Tentang Lothario, Bethsy, dan Budi Gunawan

Hasan Aspahani

Tentang Lothario, Bethsy, dan Budi Gunawan
Tentang Lothario, Bethsy, dan Budi Gunawan

“Hmm! – ya – begitu! – Bagaimana dengan penggaraman?” tanya Hakim.

“Tidak, Tuanku, dia tidak menggarami saya – sebaliknya, dia melakukan banyak hal untuk saya … dia lelaki terhormat!” ujar Bethsy.

“Anda mendengar sendiri, Tuanku, dia mengatakan saya lelaki jujur,” kata Lothario.

Bagaimana nasib Lothario? Terbebaskah dia dari vonis hukuman gantung?

“Huh! – Tuduhan ketika masih berlaku. Bawa pergi tawanan ini! Dia harus digantung; dia bersalah karena kesombongannya.

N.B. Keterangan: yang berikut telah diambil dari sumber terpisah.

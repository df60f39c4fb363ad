use std::path::PathBuf;

use clap::Args;
use common::session::SessionError;

use crate::session::{self, BucketSelector, OpenSessionError};

#[derive(Args, Debug, Clone)]
pub struct Get {
    #[command(flatten)]
    pub selector: BucketSelector,

    /// Object name, relative to the context folder
    pub file: String,

    /// Where to write the object (defaults to its file name in the current directory)
    #[arg(long, short = 'o')]
    pub output: Option<PathBuf>,
}

#[derive(Debug, thiserror::Error)]
pub enum GetError {
    #[error("{0}")]
    Session(#[from] OpenSessionError),
    #[error("bucket {0} does not allow reading")]
    NotReadable(String),
    #[error("{0}")]
    Fetch(#[from] SessionError),
    #[error("I/O error: {0}")]
    Io(#[from] std::io::Error),
}

/// Local file name for an object name: its last non-empty segment
fn default_output(file: &str) -> PathBuf {
    let name = file
        .rsplit('/')
        .find(|segment| !segment.is_empty())
        .unwrap_or("download");
    PathBuf::from(name)
}

#[async_trait::async_trait]
impl crate::op::Op for Get {
    type Error = GetError;
    type Output = String;

    async fn execute(&self, ctx: &crate::op::OpContext) -> Result<Self::Output, Self::Error> {
        let credential = session::resolve_credential(ctx, &self.selector)?;
        if !credential.read_allowed {
            return Err(GetError::NotReadable(credential.display_name().to_string()));
        }

        let session = session::open(&credential)?;
        let data = session.get_file(&self.file).await?;

        let output = self
            .output
            .clone()
            .unwrap_or_else(|| default_output(&self.file));
        tokio::fs::write(&output, &data).await?;

        Ok(format!("Fetched {} bytes to {}", data.len(), output.display()))
    }
}

#[cfg(test)]
mod tests {
    use super::*;

    #[test]
    fn test_default_output() {
        assert_eq!(default_output("docs/readme.txt"), PathBuf::from("readme.txt"));
        assert_eq!(default_output("a.bin"), PathBuf::from("a.bin"));
        assert_eq!(default_output("dir/"), PathBuf::from("dir"));
        assert_eq!(default_output(""), PathBuf::from("download"));
    }
}
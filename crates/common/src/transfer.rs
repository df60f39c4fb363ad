//! Upload accounting for a batch of transfers.

use std::sync::Arc;

use parking_lot::Mutex;
use serde::Serialize;

/// A single failed upload
#[derive(Debug, Clone, PartialEq, Eq, Serialize)]
#[serde(rename_all = "camelCase")]
pub struct UploadErrorRecord {
    /// Object key the upload targeted
    pub object_name: String,
    /// HTTP status, if the request got far enough to receive one
    pub status: Option<u16>,
    /// Status text or transport error message
    pub detail: String,
}

/// Counts, sizes and errors accumulated over one batch
#[derive(Debug, Clone, Default, PartialEq, Eq, Serialize)]
#[serde(rename_all = "camelCase")]
pub struct TransferOutcome {
    pub upload_count: u64,
    pub upload_size: u64,
    pub upload_error_count: u64,
    pub upload_errors: Vec<UploadErrorRecord>,
}

/// Shared handle onto a [`TransferOutcome`].
///
/// The caller builds one per batch and passes clones into every upload.
///  Each completion applies its whole update under one lock, so concurrent
///  uploads never lose increments. Nothing ever resets it mid-batch.
#[derive(Debug, Clone, Default)]
pub struct TransferTracker(Arc<Mutex<TransferOutcome>>);

impl TransferTracker {
    pub fn new() -> Self {
        Self::default()
    }

    pub fn record_success(&self, size: u64) {
        let mut outcome = self.0.lock();
        outcome.upload_count += 1;
        outcome.upload_size += size;
    }

    pub fn record_failure(&self, error: UploadErrorRecord) {
        let mut outcome = self.0.lock();
        outcome.upload_error_count += 1;
        outcome.upload_errors.push(error);
    }

    /// Copy of the accumulated outcome so far
    pub fn snapshot(&self) -> TransferOutcome {
        self.0.lock().clone()
    }
}

#[cfg(test)]
mod test {
    use super::*;

    #[test]
    fn test_accumulates() {
        let tracker = TransferTracker::new();
        tracker.record_success(10);
        tracker.record_success(5);
        tracker.record_failure(UploadErrorRecord {
            object_name: "a.txt".to_string(),
            status: Some(404),
            detail: "Not Found".to_string(),
        });

        let outcome = tracker.snapshot();
        assert_eq!(outcome.upload_count, 2);
        assert_eq!(outcome.upload_size, 15);
        assert_eq!(outcome.upload_error_count, 1);
        assert_eq!(outcome.upload_errors[0].status, Some(404));
    }

    #[test]
    fn test_concurrent_updates_are_not_lost() {
        let tracker = TransferTracker::new();
        let handles: Vec<_> = (0..8)
            .map(|_| {
                let tracker = tracker.clone();
                std::thread::spawn(move || {
                    for _ in 0..1000 {
                        tracker.record_success(3);
                    }
                })
            })
            .collect();
        for handle in handles {
            handle.join().unwrap();
        }

        let outcome = tracker.snapshot();
        assert_eq!(outcome.upload_count, 8000);
        assert_eq!(outcome.upload_size, 24000);
        assert_eq!(outcome.upload_error_count, 0);
    }
}
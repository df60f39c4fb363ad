use bytes::Bytes;
use reqwest::{header::CONTENT_TYPE, Client, StatusCode};
use serde::{Deserialize, Serialize};
use url::Url;

use crate::par::Par;

/// Fields requested from the listing endpoint
const LIST_FIELDS: &str = "name,size,etag,md5,timeCreated,timeModified";

/// One entry of a bucket listing. Only `name` is guaranteed.
#[derive(Debug, Clone, PartialEq, Eq, Serialize, Deserialize)]
#[serde(rename_all = "camelCase")]
pub struct ObjectSummary {
    pub name: String,
    #[serde(default, skip_serializing_if = "Option::is_none")]
    pub size: Option<u64>,
    #[serde(default, skip_serializing_if = "Option::is_none")]
    pub etag: Option<String>,
    #[serde(default, skip_serializing_if = "Option::is_none")]
    pub md5: Option<String>,
    #[serde(default, skip_serializing_if = "Option::is_none")]
    pub time_created: Option<String>,
    #[serde(default, skip_serializing_if = "Option::is_none")]
    pub time_modified: Option<String>,
}

#[derive(Debug, Clone, Serialize, Deserialize)]
#[serde(rename_all = "camelCase")]
pub struct ListResponse {
    pub objects: Vec<ObjectSummary>,
    #[serde(default, skip_serializing_if = "Option::is_none")]
    pub next_start_with: Option<String>,
}

#[derive(Debug, thiserror::Error)]
pub enum ParClientError {
    #[error("HTTP request failed: {0}")]
    Reqwest(#[from] reqwest::Error),
    #[error("HTTP status {0}: {1}")]
    HttpStatus(StatusCode, String),
}

impl ParClientError {
    pub fn status(&self) -> Option<StatusCode> {
        match self {
            ParClientError::Reqwest(e) => e.status(),
            ParClientError::HttpStatus(status, _) => Some(*status),
        }
    }

    /// Status text for bad statuses, the transport message otherwise
    pub fn detail(&self) -> String {
        match self {
            ParClientError::Reqwest(e) => e.to_string(),
            ParClientError::HttpStatus(status, _) => status
                .canonical_reason()
                .unwrap_or("unknown status")
                .to_string(),
        }
    }
}

/// Thin HTTP client over the three PAR endpoints:
///  listing (`GET <par>`), fetch (`GET <par><key>`) and write (`PUT <par><key>`)
#[derive(Debug, Clone)]
pub struct ParClient {
    client: Client,
}

impl ParClient {
    pub fn new() -> Result<Self, ParClientError> {
        let client = Client::builder().build()?;
        Ok(Self { client })
    }

    /// Wrap an existing client, e.g. one configured with a proxy
    pub fn from_client(client: Client) -> Self {
        Self { client }
    }

    /// Issue a single listing request against the PAR
    pub async fn list(&self, par: &Par) -> Result<ListResponse, ParClientError> {
        let mut url = par.url().clone();
        url.query_pairs_mut().append_pair("fields", LIST_FIELDS);

        tracing::debug!("listing {}", redact(par.url()));
        let response = self.client.get(url).send().await?;
        let response = check_status(response).await?;
        Ok(response.json::<ListResponse>().await?)
    }

    pub async fn get(&self, url: Url) -> Result<Bytes, ParClientError> {
        tracing::debug!("fetching {}", redact(&url));
        let response = self.client.get(url).send().await?;
        let response = check_status(response).await?;
        Ok(response.bytes().await?)
    }

    /// Overwrite the object at `url`. Last writer wins.
    pub async fn put(
        &self,
        url: Url,
        body: Bytes,
        content_type: &str,
    ) -> Result<(), ParClientError> {
        tracing::debug!("uploading {} bytes to {}", body.len(), redact(&url));
        let response = self
            .client
            .put(url)
            .header(CONTENT_TYPE, content_type)
            .body(body)
            .send()
            .await?;
        check_status(response).await?;
        Ok(())
    }
}

async fn check_status(response: reqwest::Response) -> Result<reqwest::Response, ParClientError> {
    if response.status().is_success() {
        Ok(response)
    } else {
        Err(ParClientError::HttpStatus(
            response.status(),
            response.text().await?,
        ))
    }
}

// The PAR token sits in the path and is the whole credential,
//  so keep it out of the logs
fn redact(url: &Url) -> String {
    let mut redacted = url.clone();
    redacted.set_query(None);
    let path = url.path();
    if let Some(rest) = path.strip_prefix("/p/") {
        let tail = rest.split_once('/').map(|(_, tail)| tail).unwrap_or("");
        redacted.set_path(&format!("/p/***/{}", tail));
    }
    redacted.to_string()
}

#[cfg(test)]
mod test {
    use super::*;

    #[test]
    fn test_list_response_ignores_unknown_fields() {
        let body = r#"{
            "objects": [
                {"name": "a.txt", "size": 12, "storageTier": "Standard"},
                {"name": "dir/b.txt"}
            ],
            "nextStartWith": "dir/c.txt"
        }"#;
        let response: ListResponse = serde_json::from_str(body).unwrap();
        assert_eq!(response.objects.len(), 2);
        assert_eq!(response.objects[0].size, Some(12));
        assert_eq!(response.objects[1].size, None);
        assert_eq!(response.next_start_with.as_deref(), Some("dir/c.txt"));
    }

    #[test]
    fn test_list_response_requires_objects() {
        assert!(serde_json::from_str::<ListResponse>(r#"{"items": []}"#).is_err());
    }

    #[test]
    fn test_redact_par_token() {
        let url = Url::parse("https://host/p/SECRET/n/ns/b/bucket/o/file?fields=name").unwrap();
        assert_eq!(redact(&url), "https://host/p/***/n/ns/b/bucket/o/file");

        let url = Url::parse("http://localhost:9000/o/file").unwrap();
        assert_eq!(redact(&url), "http://localhost:9000/o/file");
    }

    #[test]
    fn test_error_detail_uses_status_text() {
        let error = ParClientError::HttpStatus(StatusCode::NOT_FOUND, "{}".to_string());
        assert_eq!(error.detail(), "Not Found");
        assert_eq!(error.status(), Some(StatusCode::NOT_FOUND));
    }
}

Demikianlah ceritanya, Pak Hakim Sarpin Rizaldi. Saya berharap Anda sudah pernah membaca buku Multatuli itu. Buku yang ujar Pramoedya Ananta Toer “membunuh kolonialisme”.  Saya tidak ingin bicara soal isi buku itu.

Saya hanya ingin berbagi ingatan tentang cerita di atas. Ini memang hanya sebuah petikan drama pendek. Tapi, lihatlah, betapa berkuasanya hakim, sosok yang duduk di meja hijau, bertoga dan punya kuasa mengetukkan palu vonis. Betapa nasib orang yang dibawa ke pengadilan tergantung atas tafsir seorang hakim, ya, ini bukan analogi yang kebetulan karena dalam sidang praperadilan yang Anda pimpin beberapa waktu lalu Anda adalah hakim tunggal.

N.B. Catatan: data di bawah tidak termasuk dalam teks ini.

//! Path tree construction
//!
//! Converts the flat object keys returned by a bucket listing into a
//! hierarchical folder/file tree:
//!
//! - **[`FileTree`]**: the built tree plus the flat set of distinct folder paths
//! - **[`Folder`]** / **[`File`]**: the owned nodes of the tree
//! - **[`ScopedKey`]**: a key paired with its context-relative path
//! - **[`FileTreeNode`]**: ordered, serializable projection for presentation
//!
//! ```text
//! ["docs/readme.txt", "docs/img/logo.png", "other.txt"]
//!
//!   (root)
//!     +-- docs/
//!     |     +-- img/
//!     |     |     +-- logo.png
//!     |     +-- readme.txt
//!     +-- other.txt
//! ```
//!
//! Building is pure and order independent. Scoping to a context folder is a
//! separate filter-then-strip step ([`scope_keys`]) applied before building.

mod builder;
mod node;
mod projection;
mod scope;

pub use builder::FileTree;
pub use node::{File, Folder, TreeNode};
pub use projection::{FileTreeNode, NodeType};
pub use scope::{normalize_context_folder, qualify, scope_keys, strip_context, ScopedKey};
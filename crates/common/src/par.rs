use std::fmt::{self, Display};
use std::str::FromStr;

use serde::{Deserialize, Serialize};
use url::Url;

/// A pre-authenticated request (PAR) URL.
///
/// Possession of the URL is the credential: it grants read and/or write
///  access to a bucket (or a prefix of one) with no further auth. Object
///  URLs are formed by appending the object key below it, e.g.
///
/// ```text
/// https://objectstorage.<region>.oraclecloud.com/p/<token>/n/<namespace>/b/<bucket>/o/
/// ```
#[derive(Debug, Clone, PartialEq, Eq, Hash, Serialize, Deserialize)]
#[serde(try_from = "String", into = "String")]
pub struct Par(Url);

#[derive(Debug, thiserror::Error)]
pub enum ParError {
    #[error("invalid PAR url: {0}")]
    Parse(#[from] url::ParseError),
    #[error("unsupported PAR scheme: {0}")]
    UnsupportedScheme(String),
    #[error("PAR url cannot address objects: {0}")]
    CannotBeABase(String),
}

impl Par {
    pub fn parse(raw: &str) -> Result<Self, ParError> {
        let url = Url::parse(raw.trim())?;
        Self::try_from(url)
    }

    pub fn url(&self) -> &Url {
        &self.0
    }

    pub fn as_str(&self) -> &str {
        self.0.as_str()
    }

    /// Url of the object `key` below this PAR.
    ///
    /// Each `/`-separated segment of the key is appended as its own
    ///  percent-encoded path segment, so names with spaces, `?` or `#`
    ///  still address the right object.
    pub fn object_url(&self, key: &str) -> Url {
        let mut url = self.0.clone();
        // NOTE: a PAR is validated as a base url at construction,
        //  so path_segments_mut cannot fail here
        if let Ok(mut segments) = url.path_segments_mut() {
            segments.pop_if_empty();
            segments.extend(key.split('/'));
        }
        url
    }

    /// Best-effort bucket name from the `/b/<bucket>/` part of the url
    pub fn bucket_name(&self) -> Option<String> {
        let mut segments = self.0.path_segments()?;
        segments.find(|segment| *segment == "b")?;
        segments
            .next()
            .filter(|name| !name.is_empty())
            .map(str::to_string)
    }
}

impl TryFrom<Url> for Par {
    type Error = ParError;

    fn try_from(url: Url) -> Result<Self, Self::Error> {
        match url.scheme() {
            "http" | "https" => {}
            other => return Err(ParError::UnsupportedScheme(other.to_string())),
        }
        if url.cannot_be_a_base() {
            return Err(ParError::CannotBeABase(url.to_string()));
        }
        Ok(Self(url))
    }
}

impl TryFrom<String> for Par {
    type Error = ParError;

    fn try_from(raw: String) -> Result<Self, Self::Error> {
        Self::parse(&raw)
    }
}

impl From<Par> for String {
    fn from(par: Par) -> Self {
        par.0.into()
    }
}

impl FromStr for Par {
    type Err = ParError;

    fn from_str(s: &str) -> Result<Self, Self::Err> {
        Self::parse(s)
    }
}

impl Display for Par {
    fn fmt(&self, f: &mut fmt::Formatter<'_>) -> fmt::Result {
        write!(f, "{}", self.0)
    }
}
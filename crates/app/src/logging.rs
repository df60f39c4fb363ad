use tracing::level_filters::LevelFilter;
use tracing_appender::non_blocking::WorkerGuard;
use tracing_subscriber::layer::SubscriberExt;
use tracing_subscriber::util::SubscriberInitExt;
use tracing_subscriber::{EnvFilter, Layer};

/// Install the global subscriber.
///
/// Logs go to stderr so command output on stdout stays pipeable.
///  The returned guard must live until the program exits.
pub fn init_logging(log_level: &str) -> WorkerGuard {
    let (stderr_writer, guard) = tracing_appender::non_blocking(std::io::stderr());

    let level: LevelFilter = log_level.parse().unwrap_or(LevelFilter::WARN);
    let env_filter = EnvFilter::builder()
        .with_default_directive(level.into())
        .from_env_lossy();

    let stderr_layer = tracing_subscriber::fmt::layer()
        .compact()
        .with_writer(stderr_writer)
        .with_filter(env_filter);

    tracing_subscriber::registry().with(stderr_layer).init();

    guard
}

Saya tidak tahu banyak tahu tentang hukum, tidak pernah belajar secara khusus tentang hukum.  Karena itu saya juga tidak bisa menilai kenapa gugatan penetapan seseorang sebagai tersangka yang tidak masuk dalam materi gugatan praperadilan itu dengan yakin Anda terima, dan Anda bahkan mengabulkan gugatan dari calon Kapolri Budi Gunawan itu.

PAK Hakim Sarpin Rizaldi yang saya hormati. Saya ingin menceritakan ulang satu lakon drama yang naskahnya saya baca di buku Max Havelaar karya Multatuli.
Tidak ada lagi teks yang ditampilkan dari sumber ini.